El Tribunal de Cuentas reprocha al FROB la lentitud en Catalunya Caixa

Sucursal de Catalunya Banc en Barcelona.
Sucursal de Catalunya Banc en Barcelona.

Estas son dos de las principales conclusiones de un informe de fiscalización de la legalidad de las actuaciones del FROB, de los fondos de garantía de depósitos y del Banco de España sobre la reestructuración bancaria en el periodo 2009-2012.

En el documento, el Tribunal explica que el FROB, desde que se incorporó al consejo de administración de Catalunya Caixa en octubre de 2011, tendría que haber establecido los “instrumentos necesarios” para resolver su situación, algo que no ocurrió y que “supuso un perjuicio para la gestión ordinaria” de la entidad.

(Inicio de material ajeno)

use async_trait::async_trait;
use chat_provider::{ChatProvider, ChatReply, ChatRequest, ProviderError};
use reqwest::{Client, RequestBuilder, Response};
use serde::de::DeserializeOwned;

use crate::config::OllamaApiConfig;
use crate::error::{classify_status, transport_error};
use crate::payload::{AuthBody, ModelsBody};
use crate::url::normalize_base_url;

pub const RESPONSE_PATH: &str = "/api/v1/response";
pub const MODELS_PATH: &str = "/api/v1/models";
pub const AUTH_PATH: &str = "/api/v1/auth";

/// Backend HTTP client.
///
/// Stateless with respect to credentials: the caller passes one per request
/// and it is attached as a bearer token.
#[derive(Debug)]
pub struct OllamaApiClient {
    http: Client,
    config: OllamaApiConfig,
}

impl OllamaApiClient {
    pub fn new(config: OllamaApiConfig) -> Result<Self, ProviderError> {
        let mut builder = Client::builder();
        if let Some(timeout) = config.timeout {
            builder = builder.timeout(timeout);
        }
        if let Some(user_agent) = &config.user_agent {
            builder = builder.user_agent(user_agent.clone());
        }
        let http = builder.build().map_err(transport_error)?;
        Ok(Self { http, config })
    }

    pub fn config(&self) -> &OllamaApiConfig {
        &self.config
    }

    pub fn endpoint(&self, path: &str) -> String {
        format!("{}{path}", normalize_base_url(&self.config.base_url))
    }

    async fn read_json<T: DeserializeOwned>(response: Response) -> Result<T, ProviderError> {
        let status = response.status();
        if !status.is_success() {
            let body = response.text().await.unwrap_or_default();
            return Err(classify_status(status, &body));
        }

        response
            .json::<T>()
            .await
            .map_err(|error| ProviderError::Transport(format!("malformed response body: {error}")))
    }
}

fn with_credential(builder: RequestBuilder, credential: Option<&str>) -> RequestBuilder {
    match credential {
        Some(token) => builder.bearer_auth(token),
        None => builder,
    }
}

#[async_trait]
impl ChatProvider for OllamaApiClient {
    async fn auth_required(&self) -> Result<bool, ProviderError> {
        let response = self
            .http
            .get(self.endpoint(AUTH_PATH))
            .send()
            .await
            .map_err(transport_error)?;
        let body: AuthBody = Self::read_json(response).await?;
        Ok(body.required)
    }

    async fn chat(
        &self,
        request: ChatRequest,
        credential: Option<&str>,
    ) -> Result<ChatReply, ProviderError> {
        let builder = self.http.post(self.endpoint(RESPONSE_PATH)).json(&request);
        let response = with_credential(builder, credential)
            .send()
            .await
            .map_err(transport_error)?;
        Self::read_json(response).await
    }

    async fn list_models(&self, credential: Option<&str>) -> Result<Vec<String>, ProviderError> {
        let builder = self.http.get(self.endpoint(MODELS_PATH));
        let response = with_credential(builder, credential)
            .send()
            .await
            .map_err(transport_error)?;
        let body: ModelsBody = Self::read_json(response).await?;
        tracing::debug!(count = body.models.len(), "fetched model list");
        Ok(body.models)
    }
}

En este sentido, el Tribunal señala que el FROB tardó en nombrar a los consejeros a los que tenía derecho como accionista único de la entidad, a los que no se les atribuyeron sus derechos políticos hasta enero de este año, cuando el fondo notificó al Registro Mercantil los votos que le correspondían.

Y es que, según se recuerda en el informe, tras convertirse en el socio mayoritario de la entidad, el FROB decidió mantener a los consejeros existentes, y ya en diciembre de 2011, cuando pasó a ser el accionista único, acordó destituir como consejeros dominicales a cuatro miembros del máximo órgano de gestión.

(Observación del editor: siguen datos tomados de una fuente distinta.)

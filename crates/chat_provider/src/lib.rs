//! Minimal backend-agnostic contract for the model-serving collaborator.
//!
//! This crate intentionally defines only the message value types, the chat
//! request/reply payloads, the failure taxonomy, and the async collaborator
//! trait. It excludes transport details, persistence, and session
//! orchestration concerns.

use async_trait::async_trait;
use serde::{Deserialize, Serialize};
use thiserror::Error;

/// Speaker of one conversation message. Insertion order is conversation order.
#[derive(Debug, Clone, Copy, PartialEq, Eq, Serialize, Deserialize)]
#[serde(rename_all = "snake_case")]
pub enum Role {
    User,
    Assistant,
}

/// Immutable conversation message.
#[derive(Debug, Clone, PartialEq, Eq, Serialize, Deserialize)]
pub struct Message {
    pub role: Role,
    pub content: String,
}

impl Message {
    #[must_use]
    pub fn user(content: impl Into<String>) -> Self {
        Self {
            role: Role::User,
            content: content.into(),
        }
    }

    #[must_use]
    pub fn assistant(content: impl Into<String>) -> Self {
        Self {
            role: Role::Assistant,
            content: content.into(),
        }
    }
}

/// One chat-completion request sent to the backend.
#[derive(Debug, Clone, PartialEq, Eq, Serialize)]
pub struct ChatRequest {
    pub prompt: String,
    pub model: String,
    /// Sliding window of prior messages; empty for context-free requests.
    pub context: Vec<Message>,
}

/// Successful chat-completion reply.
#[derive(Debug, Clone, PartialEq, Eq, Deserialize)]
pub struct ChatReply {
    pub response: String,
    pub model: String,
}

/// Failure classes surfaced by collaborator calls.
///
/// Credential rejection is deliberately distinct from transport/server
/// failure: the auth gate reacts to the former and must never react to the
/// latter.
#[derive(Debug, Clone, PartialEq, Eq, Error)]
pub enum ProviderError {
    #[error("invalid request: {0}")]
    Validation(String),

    #[error("credential rejected: {0}")]
    CredentialRejected(String),

    #[error("request failed: {0}")]
    Transport(String),
}

impl ProviderError {
    /// Returns true when this failure means the held credential is no longer
    /// accepted, as opposed to a generic transport or server error.
    #[must_use]
    pub fn is_credential_rejection(&self) -> bool {
        matches!(self, Self::CredentialRejected(_))
    }
}

/// Async collaborator interface for the model-serving backend.
///
/// `credential` is attached to protected requests when present; callers in
/// the `Open` auth state pass `None` on every request.
#[async_trait]
pub trait ChatProvider: Send + Sync {
    /// Returns whether the backend requires authentication.
    ///
    /// Always reachable without a credential.
    async fn auth_required(&self) -> Result<bool, ProviderError>;

    /// Executes one chat completion.
    async fn chat(
        &self,
        request: ChatRequest,
        credential: Option<&str>,
    ) -> Result<ChatReply, ProviderError>;

    /// Lists selectable model identifiers.
    ///
    /// Protected when authentication is required, which also makes it the
    /// lightweight authorized probe for credential validation.
    async fn list_models(&self, credential: Option<&str>) -> Result<Vec<String>, ProviderError>;
}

Sin embargo, fuentes próximas al FROB recuerdan que no fue hasta mediados de 2012 cuando el organismo público renovó su cúpula y Antonio Carrascosa asumió la dirección general, momento a partir del cual se descartó la posibilidad de subastar la entidad y se optó por destituir a los administradores de Catalunya Caixa.

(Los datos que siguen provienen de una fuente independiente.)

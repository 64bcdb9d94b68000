use crate::error::StoreError;
use crate::medium::KeyValueMedium;
use crate::record::{ConversationId, ConversationRecord};

/// Maximum number of persisted conversations; the tail is dropped on overflow.
pub const CONVERSATION_CAP: usize = 50;

/// Medium key holding the serialized conversation list.
pub const CONVERSATIONS_KEY: &str = "conversations";

/// Bounded, durable collection of conversation records.
///
/// Records are kept most-recent-first by last write: a new record is inserted
/// at the front, while upserting an existing id replaces it in place without
/// moving it. In-memory state is authoritative; a failed write leaves it
/// applied and reports the operation as not yet durable.
pub struct ConversationStore<M: KeyValueMedium> {
    medium: M,
    records: Vec<ConversationRecord>,
}

impl<M: KeyValueMedium> ConversationStore<M> {
    /// Opens the store, loading whatever the medium holds.
    ///
    /// A corrupt or unreadable payload never propagates: the store opens
    /// empty and the recoverable error is returned alongside for logging.
    pub fn open(medium: M) -> (Self, Option<StoreError>) {
        match load_records(&medium) {
            Ok(records) => (Self { medium, records }, None),
            Err(error) => {
                tracing::warn!(%error, "conversation store unreadable, starting empty");
                (
                    Self {
                        medium,
                        records: Vec::new(),
                    },
                    Some(error),
                )
            }
        }
    }

    /// Returns all records, most-recent-first by last write.
    #[must_use]
    pub fn records(&self) -> &[ConversationRecord] {
        &self.records
    }

    #[must_use]
    pub fn get(&self, id: ConversationId) -> Option<&ConversationRecord> {
        self.records.iter().find(|record| record.id == id)
    }

    #[must_use]
    pub fn len(&self) -> usize {
        self.records.len()
    }

    #[must_use]
    pub fn is_empty(&self) -> bool {
        self.records.is_empty()
    }

    /// Inserts or replaces a record, then writes through to the medium.
    ///
    /// An existing id is replaced in place; a new record lands at the front
    /// and the tail is dropped until the cap holds.
    pub fn upsert(&mut self, record: ConversationRecord) -> Result<(), StoreError> {
        match self.records.iter().position(|existing| existing.id == record.id) {
            Some(index) => self.records[index] = record,
            None => {
                self.records.insert(0, record);
                self.records.truncate(CONVERSATION_CAP);
            }
        }

        self.write_through()
    }

    /// Removes a record by id; removing an unknown id is a no-op.
    pub fn remove(&mut self, id: ConversationId) -> Result<(), StoreError> {
        let before = self.records.len();
        self.records.retain(|record| record.id != id);
        if self.records.len() == before {
            return Ok(());
        }

        self.write_through()
    }

    fn write_through(&mut self) -> Result<(), StoreError> {
        let payload = serde_json::to_string(&self.records)
            .map_err(|source| StoreError::Serialize { source })?;
        self.medium
            .set(CONVERSATIONS_KEY, &payload)
            .map_err(|source| {
                let error = StoreError::Write { source };
                tracing::warn!(%error, "conversation write not yet durable");
                error
            })
    }
}

fn load_records<M: KeyValueMedium>(medium: &M) -> Result<Vec<ConversationRecord>, StoreError> {
    let Some(payload) = medium
        .get(CONVERSATIONS_KEY)
        .map_err(|source| StoreError::Load { source })?
    else {
        return Ok(Vec::new());
    };

    serde_json::from_str(&payload).map_err(|source| StoreError::Corrupt { source })
}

En mayo de 2013, y tras haber aportado a Catalunya Caixa 12.052 millones, el Tribunal de Cuentas recuerda que el FROB decidió cesar como miembros del consejo al presidente ejecutivo y al consejero delegado, entre otras razones por la suspensión de dos procesos de venta de la entidad.

Tras ello, el consejo de administración de la nacionalizada pasó a estar formado por seis miembros, y el FROB nombró consejeros ejecutivos a dos de los representantes que tenía en este órgano.

Por otro lado, el Tribunal de Cuentas también ha recogido en su informe que Catalunya Caixa llevó a cabo “políticas comerciales agresivas”, una práctica que extiende al resto de entidades nacionalizadas y que el FROB debería haber vigilado.

Las entidades no podían ofrecer rentabilidades superiores a la media de los rendimientos más altos ofrecidos por los bancos no intervenidos, y si se sobrepasaban, se las penalizaba con una aportación adicional al Fondo de Garantía de Depósitos.

El Tribunal considera probado que las nacionalizadas ejercieron estas prácticas agresivas, dado que ingresaron la aportación adicional con la que se las penalizaba por ello.